Increasing the number of threads/cores available for scene processing increases, rather than decreases, scene graph expansion and time to first pixel.
Messages in the Render Log that indicate a thread-unsafe Op has been called.
Multiple threads/cores available for scene processing but only one or two cores actually utilised.

Alembic HDF5 to Ogawa 

To provide a concrete example, Alembic caches can be stored in two formats, HDF5 and the newer Ogawa format which was designed to support parallel scene traversal. Whilst no messages will be printed to the Render Log when reading HDF5 formatted caches, the scene traversal time will be significantly slower and performance may even degrade when more threads are added. In a test scene with approximately 140k locations, converting an existing HDF5 cache to Ogawa saw a reduction in scene traversal time from 26.2s to 3.9s with a 32 core task pool available for processing.

The Alembic library provides a utility to convert Alembic files from HDF5 to Ogawa, called abcconvert. This utility must be built from source; this source can be found at https://github.com/alembic/alembic/tree/master/bin/AbcConvert, with instructions in the root of the repository.

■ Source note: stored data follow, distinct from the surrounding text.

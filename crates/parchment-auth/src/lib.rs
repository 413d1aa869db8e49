//! Google sign-in for the Parchment calendar.
//!
//! Yields an opaque bearer credential (`TokenSet`) and revokes it on sign-out.

pub mod google;
pub mod signin;
pub mod storage;

pub use google::{GoogleEndpoints, GoogleOAuth2Provider, Prompt};
pub use signin::GoogleSignIn;
pub use storage::{SecureStorage, TokenSet};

Once built, abcconvert can be used from the command line as follows:

cd /path/to/build/directory abcconvert -toOgawa -in <input file> <output file>

abcconvert will do nothing if the input file is already in Ogawa format.

Summary 

Be mindful of indirectly acquiring mutexes and other concurrency primitives when using third party libraries.

Fall back to the Classic Geolib3 Runtime 

In some cases, the Geolib3 Runtime (the “Classic” Runtime) that was distributed with lines of Katana releases prior to Katana 3.5 may have better performance than the Geolib3-MT Runtime. This may be the case, if for example:

The Op tree contains a number of Ops that have been marked thread-unsafe, and these Ops limit scene traversal throughput; or
The scene has previously been optimized against the Classic Runtime and an in-house multithreading solution.

To enable the Classic Runtime, set the geolibRuntime parameter on a RenderSettings node to Classic:

It is recommended to use an external concurrency solution when falling back to the Classic Runtime, allowing the Runtime to still take advantage of multithreaded scene traversal.

Summary 

Different scenes have different requirements, and certain scenes may perform better in the Classic Geolib3 Runtime. If you experience performance regressions, try setting geolibRuntime to Classic on a RenderSettings node.